Key Cutting - My Key Will Not Work !!!!,
Been to a heal bar, had a key cut, got home and it don’t work!
‘All to common’ you may think, so whats goes wrong at the heal bar.
OK this is not a slate at the heal bar, in their defence, there is a lot of foreign keys and locks coming into the market, China, bless them, are trying their best to mimic and resell UK locks back to the UK, Probably the most common in the lower end of the market, James Gibbons Ironmongers based originally in the Wolverhampton area, made what we call the 3 lever gibbons lock, these are common place now in most internal doors, see picture attached of what a key would look like.
Quite possibly you may even have this key on your back or front door and if you do, then change it as they are now considered not secure enough. Anyway, digressing a little here, but because of the popularity of the locks profile it has been copied to death by every body. However, every one of the copies have slight difference in the blade/bit, and because of this, the original gibbons key blank, may just not fit. The manufactures of key blanks, have to make blanks knowing that they will sell in there masses and will not consider making blanks for a duplicate, unless they can see money in it.
Other problems are of course the use of the wrong key blank, Key Blanks have what we call in the trade, profiles, to the lay person the profile is the squiggly shape of the key, Have a look at the image below.
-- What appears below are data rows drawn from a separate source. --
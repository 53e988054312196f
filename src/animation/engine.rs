use std::collections::BTreeMap;

use crate::{
    animation::timeline::{TimelineHandle, TimelineSpec, TriggerBounds},
    animation::tween::{Prop, TweenHandle, TweenSpec, Value},
    foundation::core::Millis,
    foundation::error::{WeaveError, WeaveResult},
    page::model::ElementId,
    style::units::secs_to_millis,
};

/// External animation-primitive capability consumed by the controllers.
///
/// The contract mirrors what a scroll-effects page asks of its tween
/// library: property tweens with cancellable handles, immediate sets,
/// kill-by-handle and kill-by-target, scroll-scrubbed timelines with
/// refreshable boundaries, and completion reporting. Implementations are
/// driven cooperatively from the frame stream — nothing here blocks.
pub trait AnimationEngine {
    fn tween(
        &mut self,
        target: ElementId,
        spec: TweenSpec,
        now: Millis,
    ) -> WeaveResult<TweenHandle>;

    /// Write property values immediately, without animation.
    fn set(&mut self, target: ElementId, props: &[(Prop, Value)]);

    /// Cancel one tween. A killed tween never reports completion.
    fn kill(&mut self, handle: TweenHandle);

    /// Cancel every active tween on `target`.
    fn kill_tweens_of(&mut self, target: ElementId);

    fn add_timeline(&mut self, spec: TimelineSpec) -> WeaveResult<TimelineHandle>;

    fn kill_timeline(&mut self, handle: TimelineHandle);

    /// Re-anchor a timeline after a reflow moved its trigger.
    fn refresh_timeline_bounds(
        &mut self,
        handle: TimelineHandle,
        bounds: TriggerBounds,
    ) -> WeaveResult<()>;

    /// Advance internal clocks and scrub positions. Called once per frame.
    fn drive(&mut self, now: Millis, scroll_y: f64);

    /// Drain tweens that finished since the last poll, in completion order.
    fn poll_completed(&mut self) -> Vec<TweenHandle>;
}

struct ActiveTween {
    handle: TweenHandle,
    target: ElementId,
    spec: TweenSpec,
    start: Millis,
    /// Start values resolved when the tween was registered.
    from: Vec<(Prop, Value)>,
    done: bool,
}

struct ActiveTimeline {
    handle: TimelineHandle,
    spec: TimelineSpec,
    /// Start values per (target, prop), resolved at registration.
    from: BTreeMap<(ElementId, Prop), Value>,
    /// Progress currently rendered (lags the scroll when scrub > 0).
    displayed: f64,
}

/// Reference [`AnimationEngine`] driven by the session clock.
///
/// Good enough to run a whole page session headlessly: tweens advance on
/// [`AnimationEngine::drive`], scrubbed timelines follow the scroll
/// position (with exponential lag when `scrub > 0`), and current property
/// values are queryable. Not a rendering engine — values land in a store,
/// not on a screen.
pub struct InlineEngine {
    now: Millis,
    scroll_y: f64,
    next_id: u64,
    tweens: Vec<ActiveTween>,
    timelines: Vec<ActiveTimeline>,
    values: BTreeMap<(ElementId, Prop), Value>,
    completed: Vec<TweenHandle>,
}

impl Default for InlineEngine {
    fn default() -> Self {
        Self::new()
    }
}

impl InlineEngine {
    pub fn new() -> Self {
        Self {
            now: Millis(0),
            scroll_y: 0.0,
            next_id: 1,
            tweens: Vec::new(),
            timelines: Vec::new(),
            values: BTreeMap::new(),
            completed: Vec::new(),
        }
    }

    /// Current value of a property, if anything ever wrote it.
    pub fn value_of(&self, target: ElementId, prop: &Prop) -> Option<Value> {
        self.values.get(&(target, prop.clone())).copied()
    }

    /// Scalar shortcut for [`InlineEngine::value_of`].
    pub fn scalar_of(&self, target: ElementId, prop: &Prop) -> Option<f64> {
        match self.value_of(target, prop) {
            Some(Value::Scalar(v)) => Some(v),
            _ => None,
        }
    }

    /// Visibility with the page's static default (visible).
    pub fn is_visible(&self, target: ElementId) -> bool {
        match self.value_of(target, &Prop::Visibility) {
            Some(Value::Visible(v)) => v,
            _ => true,
        }
    }

    pub fn active_tween_count(&self) -> usize {
        self.tweens.iter().filter(|t| !t.done).count()
    }

    pub fn timeline_progress(&self, handle: TimelineHandle) -> Option<f64> {
        self.timelines
            .iter()
            .find(|t| t.handle == handle)
            .map(|t| t.displayed)
    }

    fn write(&mut self, target: ElementId, prop: &Prop, value: Value) {
        self.values.insert((target, prop.clone()), value);
    }

    fn resolve_from(&self, target: ElementId, spec: &TweenSpec) -> Vec<(Prop, Value)> {
        spec.to
            .iter()
            .map(|(prop, to_value)| {
                let explicit = spec.from.as_ref().and_then(|from| {
                    from.iter()
                        .find(|(p, _)| p == prop)
                        .map(|(_, v)| *v)
                });
                let value = explicit
                    .or_else(|| self.value_of(target, prop))
                    .or_else(|| prop.initial_value())
                    .unwrap_or(*to_value);
                (prop.clone(), value)
            })
            .collect()
    }

    fn sample_tween(tween: &ActiveTween, now: Millis) -> (f64, bool) {
        let dur_ms = secs_to_millis(tween.spec.duration_s);
        let elapsed = now.since(tween.start);

        if dur_ms == 0 {
            return (1.0, tween.spec.repeat >= 0);
        }

        if tween.spec.repeat >= 0 {
            let total = dur_ms * (tween.spec.repeat as u64 + 1);
            if elapsed >= total {
                let last_cycle_odd = tween.spec.repeat % 2 == 1;
                let t = if tween.spec.yoyo && last_cycle_odd {
                    0.0
                } else {
                    1.0
                };
                return (t, true);
            }
        }

        let cycle = elapsed / dur_ms;
        let local = (elapsed % dur_ms) as f64 / dur_ms as f64;
        let t = if tween.spec.yoyo && cycle % 2 == 1 {
            1.0 - local
        } else {
            local
        };
        (t, false)
    }

    fn sample_timeline_into(
        spec: &TimelineSpec,
        from: &BTreeMap<(ElementId, Prop), Value>,
        progress: f64,
        out: &mut Vec<(ElementId, Prop, Value)>,
    ) {
        let pos = progress.clamp(0.0, 1.0) * spec.total_duration();
        let mut cursor = 0.0;
        for step in &spec.steps {
            let span = step.duration + step.stagger * (step.targets.len().saturating_sub(1)) as f64;
            for (k, target) in step.targets.iter().enumerate() {
                let local_start = cursor + step.stagger * k as f64;
                let t = ((pos - local_start) / step.duration).clamp(0.0, 1.0);
                let eased = step.ease.apply(t);
                for (prop, to_value) in &step.to {
                    let from_value = from
                        .get(&(*target, prop.clone()))
                        .copied()
                        .unwrap_or(*to_value);
                    out.push((*target, prop.clone(), from_value.lerp(*to_value, eased)));
                }
            }
            cursor += span;
        }
    }

    fn render_timeline(&mut self, index: usize) {
        let mut writes = Vec::new();
        {
            let tl = &self.timelines[index];
            Self::sample_timeline_into(&tl.spec, &tl.from, tl.displayed, &mut writes);
        }
        for (target, prop, value) in writes {
            self.write(target, &prop, value);
        }
    }
}

impl AnimationEngine for InlineEngine {
    fn tween(
        &mut self,
        target: ElementId,
        spec: TweenSpec,
        now: Millis,
    ) -> WeaveResult<TweenHandle> {
        spec.validate()?;
        let handle = TweenHandle(self.next_id);
        self.next_id += 1;

        let from = self.resolve_from(target, &spec);
        // Explicit from-values render immediately, like a fromTo tween.
        if spec.from.is_some() {
            for (prop, value) in &from {
                self.write(target, prop, *value);
            }
        }

        tracing::debug!(handle = handle.0, target = target.0, "tween registered");
        self.tweens.push(ActiveTween {
            handle,
            target,
            spec,
            start: now,
            from,
            done: false,
        });
        Ok(handle)
    }

    fn set(&mut self, target: ElementId, props: &[(Prop, Value)]) {
        for (prop, value) in props {
            self.write(target, prop, *value);
        }
    }

    fn kill(&mut self, handle: TweenHandle) {
        self.tweens.retain(|t| t.handle != handle);
    }

    fn kill_tweens_of(&mut self, target: ElementId) {
        self.tweens.retain(|t| t.target != target);
    }

    fn add_timeline(&mut self, spec: TimelineSpec) -> WeaveResult<TimelineHandle> {
        spec.validate()?;
        let handle = TimelineHandle(self.next_id);
        self.next_id += 1;

        let mut from = BTreeMap::new();
        for step in &spec.steps {
            for target in &step.targets {
                for (prop, to_value) in &step.to {
                    let explicit = step.from.as_ref().and_then(|f| {
                        f.iter()
                            .find(|(p, _)| p == prop)
                            .map(|(_, v)| *v)
                    });
                    let value = explicit
                        .or_else(|| self.value_of(*target, prop))
                        .or_else(|| prop.initial_value())
                        .unwrap_or(*to_value);
                    from.insert((*target, prop.clone()), value);
                }
            }
        }

        let displayed = spec
            .initial_progress
            .unwrap_or_else(|| spec.bounds.progress(self.scroll_y));
        self.timelines.push(ActiveTimeline {
            handle,
            spec,
            from,
            displayed,
        });
        self.render_timeline(self.timelines.len() - 1);
        Ok(handle)
    }

    fn kill_timeline(&mut self, handle: TimelineHandle) {
        self.timelines.retain(|t| t.handle != handle);
    }

    fn refresh_timeline_bounds(
        &mut self,
        handle: TimelineHandle,
        bounds: TriggerBounds,
    ) -> WeaveResult<()> {
        let tl = self
            .timelines
            .iter_mut()
            .find(|t| t.handle == handle)
            .ok_or_else(|| WeaveError::engine("refresh of unknown timeline handle"))?;
        tl.spec.bounds = bounds;
        Ok(())
    }

    fn drive(&mut self, now: Millis, scroll_y: f64) {
        let dt_s = now.since(self.now) as f64 / 1000.0;
        self.now = now;
        self.scroll_y = scroll_y;

        let mut writes = Vec::new();
        for tween in &mut self.tweens {
            if tween.done {
                continue;
            }
            let (t, finished) = Self::sample_tween(tween, now);
            let eased = tween.spec.ease.apply(t);
            for ((prop, to_value), (_, from_value)) in tween.spec.to.iter().zip(&tween.from) {
                // Visibility steps on raw progress, not the eased curve.
                let progress = if matches!(prop, Prop::Visibility) { t } else { eased };
                writes.push((tween.target, prop.clone(), from_value.lerp(*to_value, progress)));
            }
            if finished {
                tween.done = true;
                self.completed.push(tween.handle);
            }
        }
        for (target, prop, value) in writes {
            self.write(target, &prop, value);
        }
        self.tweens.retain(|t| !t.done);

        for i in 0..self.timelines.len() {
            let target_p = {
                let tl = &self.timelines[i];
                tl.spec.bounds.progress(scroll_y)
            };
            let tl = &mut self.timelines[i];
            if tl.spec.scrub <= 0.0 {
                tl.displayed = target_p;
            } else {
                let alpha = (dt_s / tl.spec.scrub).clamp(0.0, 1.0);
                tl.displayed += (target_p - tl.displayed) * alpha;
                if (target_p - tl.displayed).abs() < 1e-4 {
                    tl.displayed = target_p;
                }
            }
            self.render_timeline(i);
        }
    }

    fn poll_completed(&mut self) -> Vec<TweenHandle> {
        std::mem::take(&mut self.completed)
    }
}

#[cfg(test)]
#[path = "../../tests/unit/animation/engine.rs"]
mod tests;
There us literally 1000’s if not 10’000’s of different shapes to keys. There are a few hundred very popular ones that would do 60% of a heal bars key cutting, but sometimes it can be very hard to get the right one. In an ideal world you would have the key and the lock. :-)
Then there is the cut on the key, this is the part along the blade and this is the part of the key cutting process the heal bar will do.
Lets assume the heal bars key machines are calibrated. Even then mistakes can still happen, firstly the key may not be put in the jaw correctly lined up to the shoulder of the key, secondly the blade has not been laid in the jaws straight. either one of these actions if not done correctly will result in the key not working.
If when you go home and the key will not even go in the lock, this this will tell you chances are that they have used the wrong key blank. If the key goes in and it will not turn, the chances would then be the key was not sitting correctly in the key cutting machines clamps/Jaw. If the key will turn but stiffly, the cut was to shallow and the key was not sitting correctly in the jaw. If the key bites but then spins very loosely, the cut is to deep.
The common problem, mostly, we find is the keys need to be pulled out slightly to work, this is commonly a fault of not ensuring the key was placed at the stop correctly. But could also mean the cut was to deep and by moving it back a little lifts the pins enough to open the lock.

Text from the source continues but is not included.